He played pivotal roles in founding the University of Minnesota and the state's Republican Party.
He befriended Abraham Lincoln after joining the 1860 delegation that traveled by train from Chicago to Springfield, Ill., to inform "the tall, grave, kindly man" that he'd been tapped as the Republicans' presidential nominee.
He ardently opposed slavery and liquor, arguing that Minnesota would look "simply ridiculous" by limiting voting to "free white males" in its first constitution. Later in his life, he clashed with a newspaper editor in Nevada named Sam Clemens, aka Mark Twain.
But John Wesley North, born 200 years ago this Jan. 4, is best known for the town on the Cannon River named after him: Northfield. In a letter written on his 40th birthday in 1855 — to a father-in-law who constantly bailed him out of financial trouble — North wrote: "The whole valley of this river is beautiful and very fertile … The crabapple and wild plum grow there in great abundance, and furnish fruit to the settlers."
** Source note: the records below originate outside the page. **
//! Pipeline - ordered stage chain with its own event registry
//!
//! ```text
//! push(obs) ─▶ stage 1 ─▶ stage 2 ─▶ ... ─▶ stage N ─▶ `processed` event
//!                 │           │
//!                 └── None ───┴──▶ short-circuit: later stages never see the item
//! ```
//!
//! Stage `error`, `anomaly`, `trend` and `aggregation` events bubble up to the
//! pipeline's own emitter, so observers subscribe once at pipeline level.

use std::sync::Arc;
use thiserror::Error;
use tracing::{debug, info};

use super::EventEmitter;
use crate::stages::{Stage, StageStats};
use crate::types::{Event, EventKind, Observation, PipelineItem};

// ============================================================================
// Error Types
// ============================================================================

/// Errors the pipeline returns to its caller. Stage faults never appear here.
#[derive(Debug, Error, PartialEq, Eq)]
pub enum PipelineError {
    #[error("pipeline '{0}' is not running")]
    NotRunning(String),
}

impl PipelineError {
    /// Stable machine-readable code.
    pub fn code(&self) -> &'static str {
        match self {
            PipelineError::NotRunning(_) => "NOT_RUNNING",
        }
    }
}

// ============================================================================
// Pipeline
// ============================================================================

/// Ordered chain of stages.
///
/// `push` takes `&mut self`: one pipeline serves one logical stream and the
/// compiler rejects concurrent pushes. Use one pipeline per stream.
pub struct Pipeline {
    name: String,
    stages: Vec<Box<dyn Stage>>,
    running: bool,
    events: Arc<EventEmitter>,
}

impl Pipeline {
    pub fn new(name: impl Into<String>) -> Self {
        Self {
            name: name.into(),
            stages: Vec::new(),
            running: false,
            events: Arc::new(EventEmitter::new()),
        }
    }

    pub fn name(&self) -> &str {
        &self.name
    }

    /// Append a stage and re-publish its side findings on the pipeline emitter.
    pub fn add_stage<S: Stage + 'static>(&mut self, stage: S) -> &mut Self {
        for kind in EventKind::BUBBLED {
            let pipeline_events = Arc::clone(&self.events);
            stage
                .events()
                .on(kind, move |event| {
                    pipeline_events.emit(event);
                });
        }
        debug!(pipeline = %self.name, stage = %stage.name(), "[Pipeline] Stage added");
        self.stages.push(Box::new(stage));
        self
    }

    /// Builder-style `add_stage`.
    #[must_use]
    pub fn with_stage<S: Stage + 'static>(mut self, stage: S) -> Self {
        self.add_stage(stage);
        self
    }

    /// Subscribe to a pipeline-level event.
    pub fn on<F>(&self, kind: EventKind, listener: F)
    where
        F: Fn(&Event) + Send + Sync + 'static,
    {
        self.events.on(kind, listener);
    }

    pub fn events(&self) -> &EventEmitter {
        &self.events
    }

    pub fn start(&mut self) {
        if self.running {
            return;
        }
        self.running = true;
        info!(pipeline = %self.name, stages = self.stages.len(), "[Pipeline] Started");
        self.events.emit(&Event::Start);
    }

    /// Refuse further pushes. An in-flight push is never interrupted.
    pub fn stop(&mut self) {
        if !self.running {
            return;
        }
        self.running = false;
        info!(pipeline = %self.name, "[Pipeline] Stopped");
        self.events.emit(&Event::Stop);
    }

    pub fn is_running(&self) -> bool {
        self.running
    }

    /// Thread one observation through every stage in order.
    ///
    /// Returns the final item, or `None` if a stage dropped it. Stage faults
    /// are absorbed by the stage; the only error is pushing while stopped.
    pub async fn push(
        &mut self,
        observation: Observation,
    ) -> Result<Option<PipelineItem>, PipelineError> {
        if !self.running {
            return Err(PipelineError::NotRunning(self.name.clone()));
        }

        let mut current = Some(PipelineItem::Observation(observation));
        for stage in &mut self.stages {
            current = stage.process(current).await;
            if current.is_none() {
                break;
            }
        }

        self.events.emit(&Event::Processed(current.clone()));
        Ok(current)
    }

    /// Per-stage statistics in pipeline order.
    pub fn stats(&self) -> Vec<StageStats> {
        self.stages.iter().map(|s| s.stats()).collect()
    }

    pub fn stage_names(&self) -> Vec<&str> {
        self.stages.iter().map(|s| s.name()).collect()
    }

    pub fn len(&self) -> usize {
        self.stages.len()
    }

    pub fn is_empty(&self) -> bool {
        self.stages.is_empty()
    }
}

impl std::fmt::Debug for Pipeline {
    fn fmt(&self, f: &mut std::fmt::Formatter<'_>) -> std::fmt::Result {
        f.debug_struct("Pipeline")
            .field("name", &self.name)
            .field("stages", &self.stage_names())
            .field("running", &self.running)
            .finish()
    }
}

#[cfg(test)]
mod tests {
    use super::*;
    use crate::stages::{AnomalyDetector, FilterProcessor, TransformProcessor, TrendAnalyzer};
    use std::sync::Mutex;

    fn record(pipeline: &Pipeline, kind: EventKind) -> Arc<Mutex<Vec<Event>>> {
        let seen = Arc::new(Mutex::new(Vec::new()));
        let sink = Arc::clone(&seen);
        pipeline.on(kind, move |e| sink.lock().unwrap().push(e.clone()));
        seen
    }

    #[tokio::test]
    async fn test_push_requires_running() {
        let mut pipeline = Pipeline::new("gate").with_stage(FilterProcessor::valid_values());

        let err = pipeline.push(Observation::new(1.0)).await.unwrap_err();
        assert_eq!(err, PipelineError::NotRunning("gate".to_string()));
        assert_eq!(err.code(), "NOT_RUNNING");

        pipeline.start();
        assert!(pipeline.push(Observation::new(1.0)).await.unwrap().is_some());

        pipeline.stop();
        assert!(pipeline.push(Observation::new(1.0)).await.is_err());
        assert_eq!(pipeline.stats()[0].processed, 1);
    }

    #[tokio::test]
    async fn test_rejected_item_short_circuits() {
        let mut pipeline = Pipeline::new("sc")
            .with_stage(FilterProcessor::new("positive", |o| o.value > 0.0))
            .with_stage(TransformProcessor::normalize(10.0))
            .with_stage(TrendAnalyzer::default());
        pipeline.start();

        assert!(pipeline.push(Observation::new(-1.0)).await.unwrap().is_none());
        assert!(pipeline.push(Observation::new(2.0)).await.unwrap().is_some());

        let stats = pipeline.stats();
        assert_eq!(stats[0].processed, 2);
        assert_eq!(stats[0].filtered, Some(1));
        assert_eq!(stats[1].processed, 1);
        assert_eq!(stats[2].processed, 1);
    }

    #[tokio::test]
    async fn test_stage_events_bubble_unchanged() {
        let mut pipeline = Pipeline::new("bubble")
            .with_stage(TransformProcessor::new("broken", |_| anyhow::bail!("boom")));
        let errors = record(&pipeline, EventKind::Error);
        let data = record(&pipeline, EventKind::Data);
        pipeline.start();

        pipeline.push(Observation::new(1.0)).await.unwrap();

        let errors = errors.lock().unwrap();
        assert_eq!(errors.len(), 1);
        match &errors[0] {
            Event::Error(failure) => {
                assert_eq!(failure.stage, "broken");
                assert!(failure.error.contains("boom"));
            }
            other => panic!("unexpected event {other:?}"),
        }
        // `data` is stage-local and does not bubble
        assert!(data.lock().unwrap().is_empty());
    }

    #[tokio::test]
    async fn test_anomaly_bubbles_to_pipeline() {
        let mut pipeline = Pipeline::new("anom").with_stage(AnomalyDetector::new(3.0, 50));
        let anomalies = record(&pipeline, EventKind::Anomaly);
        pipeline.start();

        for v in [49.0, 51.0, 49.0, 51.0, 49.0, 51.0, 49.0, 51.0, 49.0, 51.0, 60.0] {
            pipeline.push(Observation::new(v)).await.unwrap();
        }
        assert_eq!(anomalies.lock().unwrap().len(), 1);
    }

    #[tokio::test]
    async fn test_processed_event_carries_final_value() {
        let mut pipeline =
            Pipeline::new("proc").with_stage(FilterProcessor::new("positive", |o| o.value > 0.0));
        let processed = record(&pipeline, EventKind::Processed);
        pipeline.start();

        pipeline.push(Observation::new(5.0)).await.unwrap();
        pipeline.push(Observation::new(-5.0)).await.unwrap();

        let processed = processed.lock().unwrap();
        assert_eq!(processed.len(), 2);
        assert!(matches!(&processed[0], Event::Processed(Some(_))));
        assert!(matches!(&processed[1], Event::Processed(None)));
    }

    #[tokio::test]
    async fn test_start_stop_are_idempotent() {
        let mut pipeline = Pipeline::new("toggle");
        let starts = record(&pipeline, EventKind::Start);
        let stops = record(&pipeline, EventKind::Stop);

        pipeline.start();
        pipeline.start();
        pipeline.stop();
        pipeline.stop();

        assert_eq!(starts.lock().unwrap().len(), 1);
        assert_eq!(stops.lock().unwrap().len(), 1);
        assert!(!pipeline.is_running());
    }

    #[tokio::test]
    async fn test_empty_pipeline_returns_input() {
        let mut pipeline = Pipeline::new("empty");
        assert!(pipeline.is_empty());
        pipeline.start();
        let obs = Observation::new(3.0);
        let out = pipeline.push(obs.clone()).await.unwrap();
        assert_eq!(out, Some(PipelineItem::Observation(obs)));
    }
}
Born in New York, North studied law at Wesleyan University in Connecticut and moved to Minnesota in 1849 with hopes of curing his lousy health wrenched by intestinal distress and fatigue. He settled first in the pre-Minneapolis riverbank settlement of St. Anthony Falls.
He was elected to the Territorial Legislature and took on the power elite — accusing Minnesota Pioneer publisher James Goodhue, Gov. Alexander Ramsey and congressional delegate Henry Sibley of colluding in "nefarious combination" to get the State Capitol built in St. Paul and the prison erected in Stillwater.
North resigned from the Legislature in protest and switched allegiances to the Democratic Party while brokering the bill that saw the university built in Minneapolis almost as a consolation prize. Writing in 1851, North said: "This would be a grand thing for us in the future though it can not amount to much at present."
He said he used a transcript from the University of Wisconsin's founding documents when he drafted Minnesota's university charter. Deep in debt, North headed south to the Cannon River in 1855 to open a mill in the town that would soon carry his name.